Authors: Peyru, Dario;

Neural Excitability as a Latency-Constrained Reset Process: An Effective Non-Markovian Theory of Refractory Dynamics, Metabolic Cost, and Collective Synchrony

Abstract

This preprint develops an effective non-Markovian framework for neural excitability and metabolic reset inspired by the MetaTime architecture, while remaining deliberately conservative in its physical claims. The manuscript does not attempt to replace standard Hodgkin–Huxley electrophysiology; instead, it proposes that neural signaling may include an additional latent-state dynamics characterized by a finite relaxation time τm\tau_mτm, which manifests as history-dependent refractory behavior and latency-constrained state reset. Within this effective theory, the neuronal refractory period is modeled as the sum of conventional channel-kinetic recovery and a residual latency contribution associated with incomplete relaxation of an internal state variable. The framework introduces a neural Deborah number to distinguish adiabatic from lag-dominated regimes, and it reformulates part of the brain’s metabolic burden as the thermodynamic cost of repeated information reset, constrained by a Landauer-type lower bound.
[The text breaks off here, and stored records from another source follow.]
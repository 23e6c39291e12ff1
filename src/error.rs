//! Crate-wide error taxonomy.
//!
//! Every failure in the core surfaces as a typed error; nothing is swallowed
//! into a degraded-but-silent result (e.g. a blank tile). The
//! [`Error::classify`] split mirrors the HTTP-equivalent status mapping used
//! by callers: client errors for bad addresses, missing entities, payload
//! problems and edit conflicts; server errors for renderer failures.

use std::fmt;

use thiserror::Error;

use crate::coord::{BBox, CoordError};
use crate::style::StyleId;

/// Rough client/server split of the error taxonomy.
#[derive(Debug, Clone, Copy, PartialEq, Eq)]
pub enum ErrorClass {
    /// Caller mistake (HTTP 4xx equivalent)
    Client,
    /// Internal failure (HTTP 5xx equivalent)
    Server,
}

/// Top-level error type for all core operations.
#[derive(Debug, Error)]
pub enum Error {
    /// Malformed or out-of-range z/x/y address
    #[error(transparent)]
    InvalidTileAddress(#[from] CoordError),

    /// Referenced style or layer does not exist
    #[error("{what} {id} not found")]
    NotFound { what: &'static str, id: u64 },

    /// Type tag has no entry in the style registry.
    ///
    /// `stale` records the origin: false for bad user input (a client
    /// error), true for a persisted tag the registry no longer knows — a
    /// server integrity problem, logged at error level where detected.
    #[error("unknown style type '{type_tag}'")]
    UnknownStyleType { type_tag: String, stale: bool },

    /// The subtype refuses the target layer
    #[error("style type '{type_tag}' does not support layer {layer_id}")]
    UnsupportedForLayer { type_tag: String, layer_id: u64 },

    /// Malformed payload; every offending field is enumerated
    #[error(transparent)]
    Validation(#[from] ValidationError),

    /// Concrete renderer failed
    #[error(transparent)]
    Render(#[from] RenderError),

    /// Concurrent edit collision detected by the entity store
    #[error("conflicting update of style {style_id}: expected version {expected}, found {found}")]
    Conflict {
        style_id: StyleId,
        expected: u64,
        found: u64,
    },
}

impl Error {
    /// Classifies the error for HTTP-equivalent status mapping.
    pub fn classify(&self) -> ErrorClass {
        match self {
            Error::Render(_) => ErrorClass::Server,
            Error::UnknownStyleType { stale: true, .. } => ErrorClass::Server,
            _ => ErrorClass::Client,
        }
    }

    /// True if the caller may retry the whole operation (edit conflicts only).
    pub fn is_retryable(&self) -> bool {
        matches!(self, Error::Conflict { .. })
    }
}

/// A single invalid field within a payload.
#[derive(Debug, Clone, PartialEq)]
pub struct FieldError {
    pub field: String,
    pub message: String,
}

/// Payload validation failure listing every offending field.
///
/// Validation collects all problems before failing so a caller can show a
/// complete field-level error list, not just the first hit.
#[derive(Debug, Clone, PartialEq, Default)]
pub struct ValidationError {
    errors: Vec<FieldError>,
}

impl ValidationError {
    pub fn new() -> Self {
        Self::default()
    }

    /// A validation failure with exactly one offending field.
    pub fn single(field: impl Into<String>, message: impl Into<String>) -> Self {
        let mut err = Self::new();
        err.push(field, message);
        err
    }

    pub fn push(&mut self, field: impl Into<String>, message: impl Into<String>) {
        self.errors.push(FieldError {
            field: field.into(),
            message: message.into(),
        });
    }

    pub fn is_empty(&self) -> bool {
        self.errors.is_empty()
    }

    pub fn errors(&self) -> &[FieldError] {
        &self.errors
    }

    /// `Ok(())` when no field errors were collected, `Err(self)` otherwise.
    pub fn into_result(self) -> Result<(), ValidationError> {
        if self.is_empty() {
            Ok(())
        } else {
            Err(self)
        }
    }

    /// True if some collected error names the given field.
    pub fn mentions(&self, field: &str) -> bool {
        self.errors.iter().any(|e| e.field == field)
    }
}

impl fmt::Display for ValidationError {
    fn fmt(&self, f: &mut fmt::Formatter<'_>) -> fmt::Result {
        write!(f, "validation failed:")?;
        for err in &self.errors {
            write!(f, " [{}: {}]", err.field, err.message)?;
        }
        Ok(())
    }
}

impl std::error::Error for ValidationError {}

/// Rendering failure, carrying enough context for diagnosis.
#[derive(Debug, Clone, Error)]
#[error("render failed for style {style_id:?} ({type_tag}) bbox={bbox:?} zoom={zoom:?}: {message}")]
pub struct RenderError {
    pub style_id: Option<StyleId>,
    pub type_tag: String,
    pub bbox: BBox,
    pub zoom: Option<u8>,
    pub message: String,
}

#[cfg(test)]
mod tests {
    use super::*;

    #[test]
    fn test_validation_error_lists_all_fields() {
        let mut err = ValidationError::new();
        err.push("band", "must be a positive integer");
        err.push("extra", "unrecognized field");

        assert_eq!(err.errors().len(), 2);
        assert!(err.mentions("band"));
        assert!(err.mentions("extra"));

        let text = err.to_string();
        assert!(text.contains("band"));
        assert!(text.contains("extra"));
    }

    #[test]
    fn test_into_result() {
        assert!(ValidationError::new().into_result().is_ok());
        assert!(ValidationError::single("f", "bad").into_result().is_err());
    }

    #[test]
    fn test_classify() {
        let client = Error::NotFound { what: "style", id: 9 };
        assert_eq!(client.classify(), ErrorClass::Client);

        let server = Error::Render(RenderError {
            style_id: Some(9),
            type_tag: "raster".into(),
            bbox: BBox::new(0.0, 0.0, 1.0, 1.0),
            zoom: Some(4),
            message: "source unreachable".into(),
        });
        assert_eq!(server.classify(), ErrorClass::Server);
    }

    #[test]
    fn test_unknown_style_type_classifies_by_origin() {
        // Bad user input on the create path is the caller's mistake
        let from_input = Error::UnknownStyleType {
            type_tag: "heatmap".into(),
            stale: false,
        };
        assert_eq!(from_input.classify(), ErrorClass::Client);

        // A persisted tag the registry no longer knows is an integrity error
        let from_store = Error::UnknownStyleType {
            type_tag: "retired".into(),
            stale: true,
        };
        assert_eq!(from_store.classify(), ErrorClass::Server);
    }

    #[test]
    fn test_conflict_is_retryable() {
        let err = Error::Conflict {
            style_id: 42,
            expected: 3,
            found: 4,
        };
        assert!(err.is_retryable());
        assert!(!Error::NotFound { what: "layer", id: 1 }.is_retryable());
    }

    #[test]
    fn test_render_error_display_carries_context() {
        let err = RenderError {
            style_id: Some(42),
            type_tag: "vector".into(),
            bbox: BBox::new(-1.0, -2.0, 3.0, 4.0),
            zoom: Some(7),
            message: "backend down".into(),
        };
        let text = err.to_string();
        assert!(text.contains("42"));
        assert!(text.contains("vector"));
        assert!(text.contains("zoom=Some(7)"));
        assert!(text.contains("backend down"));
    }
}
The paper develops quantitative predictions for refractory residuals, metabolic scaling, history dependence, and synchronization-sensitive recovery, together with an explicit falsification protocol. This work is presented as a referee-oriented theoretical preprint in biophysics and theoretical neuroscience. Its main purpose is to test whether an effective causal-memory sector is required in addition to standard electrophysiological descriptions.